8th Sultan of Sindh (Jam)
- Reign: 1406 – 1412
- Predecessor: Jam Nizamuddin I
- Successor: Jam Karan
- Died: 1412 Samui, Sindh
- Cause of death: Assassination
- Burial: Makli

Names
- Jam Ali Sher bin Jam Tamachi
- Branch: House of Unar
- Dynasty: Samma Dynasty
- Father: Jam Tamachi
- Religion: Sunni Islam

= Jam Ali Sher =

Sultan of Sindh from 1406 to 1412

Jam Ali Sher (سلطان ڄام علي شير) was the eighth Sultan of Sindh. He belonged to the Samma dynasty, which ruled from 1351 to 1520.

==Reign==
After the death of Jam Nizamuddin I, the people raised Jam Ali Sher, son of Jam Tamachi, from life of obscurity to the throne. Jam Ali Sher ruled for Six years and some months. He established firm control, suppressed rebellions, and maintained internal order; Firishta described his reign as largely peaceful and progressive.
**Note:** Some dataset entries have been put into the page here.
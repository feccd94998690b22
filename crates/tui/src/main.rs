mod app;
mod config;
mod error;
mod ui;

use std::{fs::OpenOptions, sync::Mutex};

use tracing_subscriber::EnvFilter;

use crate::{
    config::AppConfig,
    error::{AppError, Result},
};

fn main() -> Result<()> {
    let config = config::load()?;
    init_tracing(&config)?;

    let store = match engine::RecordStore::load(&config.data_file) {
        Ok(store) => store,
        Err(err) => {
            tracing::error!("failed to load {}: {err}", config.data_file.display());
            eprintln!("Cannot load {}: {err}", config.data_file.display());
            return Err(err.into());
        }
    };

    let mut app = app::App::new(config, store)?;
    app.run()
}

/// Logs go to a file: the terminal belongs to the UI.
fn init_tracing(config: &AppConfig) -> Result<()> {
    let file = OpenOptions::new()
        .create(true)
        .append(true)
        .open(&config.log_file)?;
    let filter = EnvFilter::try_new(format!(
        "spendbook={level},engine={level}",
        level = config.log_level
    ))
    .map_err(|err| AppError::Logging(err.to_string()))?;

    tracing_subscriber::fmt()
        .with_env_filter(filter)
        .with_writer(Mutex::new(file))
        .with_ansi(false)
        .try_init()
        .map_err(|err| AppError::Logging(err.to_string()))?;

    tracing::info!("starting with data file {}", config.data_file.display());
    Ok(())
}
//! Domain core of the finance tracker.
//!
//! - [`RecordStore`]: the append-only CSV table and its in-memory copy.
//! - [`EntryDraft`]: entry form fields, validation and the save action.
//! - [`HistoryFilter`]: type/category equality filters for the history.
//! - [`DashboardReport`]: expense-by-category and month-by-type totals.
//! - [`export`]: spreadsheet and PDF exports of the whole dataset.
pub use error::{EngineError, ExportError, ReportError, ValidationError};
pub use filter::{CategoryFilter, HistoryFilter, KindFilter};
pub use form::{EntryDraft, SubmitError, ValidEntry};
pub use money::Amount;
pub use record::{COLUMNS, DATE_FORMAT, Record, RecordKind, all_categories};
pub use report::{
    CategoryBreakdown, CategoryShare, DashboardReport, MonthTotals, MonthlyFlow, YearMonth,
    expense_by_category, monthly_flow,
};
pub use store::RecordStore;

pub mod export;

mod error;
mod filter;
mod form;
mod money;
mod record;
mod report;
mod store;

type ResultEngine<T> = Result<T, EngineError>;
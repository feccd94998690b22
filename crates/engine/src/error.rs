//! The module contains the errors the engine can throw.
//!
//! They follow the four ways an operation can go wrong:
//!
//! - [`EngineError`] when the persisted table cannot be read or appended to.
//! - [`ValidationError`] when the entry form holds bad input.
//! - [`ReportError`] when a dashboard chart cannot be computed.
//! - [`ExportError`] when an export fails, either because the format is not
//!   compiled in or because writing failed.
use std::{io, path::PathBuf};

use thiserror::Error;

/// Record store errors.
#[derive(Error, Debug)]
pub enum EngineError {
    #[error("I/O error: {0}")]
    Io(#[from] io::Error),
    #[error("CSV error: {0}")]
    Csv(#[from] csv::Error),
    #[error("corrupt record table at line {line}: {reason}")]
    Corrupt { line: u64, reason: String },
    #[error("Invalid amount: {0}")]
    InvalidAmount(String),
    #[error("Invalid record type: \"{0}\"")]
    InvalidKind(String),
}

/// Entry form validation errors. The first failing check wins.
#[derive(Error, Debug, Clone, PartialEq, Eq)]
pub enum ValidationError {
    #[error("Please select a category.")]
    MissingCategory,
    #[error("\"{category}\" is not a {kind} category.")]
    UnknownCategory { kind: String, category: String },
    #[error("Amount must be a valid number.")]
    InvalidAmount,
    #[error("Amount must be a positive number.")]
    NonPositiveAmount,
}

/// Dashboard aggregation errors, reported per chart.
#[derive(Error, Debug, Clone, PartialEq, Eq)]
pub enum ReportError {
    #[error("malformed date \"{date}\"")]
    MalformedDate { date: String },
    #[error("{what} total overflows")]
    Overflow { what: String },
}

/// Export errors.
///
/// [`Unavailable`] means the format was not compiled into this build, so
/// retrying will not help; every other variant is a failure while writing.
///
/// [`Unavailable`]: ExportError::Unavailable
#[derive(Error, Debug)]
pub enum ExportError {
    #[error("{format} export is not available in this build (enable the `{feature}` feature)")]
    Unavailable {
        format: &'static str,
        feature: &'static str,
    },
    #[error("I/O error while exporting to {path}: {source}")]
    Io {
        path: PathBuf,
        #[source]
        source: io::Error,
    },
    #[cfg(feature = "xlsx")]
    #[error("spreadsheet error: {0}")]
    Xlsx(#[from] rust_xlsxwriter::XlsxError),
    #[cfg(feature = "pdf")]
    #[error("document error: {0}")]
    Pdf(#[from] printpdf::Error),
}

impl ExportError {
    /// Returns `true` when the export capability itself is missing.
    #[must_use]
    pub fn is_unavailable(&self) -> bool {
        matches!(self, Self::Unavailable { .. })
    }
}
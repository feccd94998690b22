use ratatui::{
    Frame,
    layout::Rect,
    style::Style,
    text::{Line, Span},
    widgets::{Clear, Paragraph},
};

use crate::{
    app::ExportPrompt,
    ui::{
        components::{card::Card, centered_rect, hints},
        theme::Theme,
    },
};

/// Destination dialog for an export.
pub fn render(frame: &mut Frame<'_>, area: Rect, prompt: Option<&ExportPrompt>) {
    let Some(prompt) = prompt else {
        return;
    };
    let theme = Theme::default();
    let popup = centered_rect(70, 30, area);
    frame.render_widget(Clear, popup);

    let title = format!("Export to {}", prompt.format.label());
    let lines = vec![
        Line::from(Span::styled(
            "Save as:",
            Style::default().fg(theme.text_muted),
        )),
        Line::from(vec![
            Span::styled(prompt.path.clone(), Style::default().fg(theme.text)),
            Span::styled("|", Style::default().fg(theme.accent)),
        ]),
        Line::default(),
        Line::from(hints::hints_to_spans(&hints::common::prompt(), &theme)),
    ];
    Card::new(&title, &theme)
        .focused(true)
        .render_with(frame, popup, Paragraph::new(lines));
}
His reign coincided with repeated Delhi Sultanate incursions into Sindh, causing major loss of life and property, though resistance continued. Sehwan and Bukkur served as key provincial centres, while Samui, a resort near Samanagar remained the Samma seat of power.

==Assassination==
He regularly took moonlit river excursions. Members of the rival line descended from Jam Juna I exploited this habit. On a Friday night, the 13th of a lunar month, they ambushed him from a nearby forest as he returned from the Indus and killed him on the riverbank. Following his assassination, Jam Karan, son of Togachi and grandson of Jam Juna I, was installed as ruler.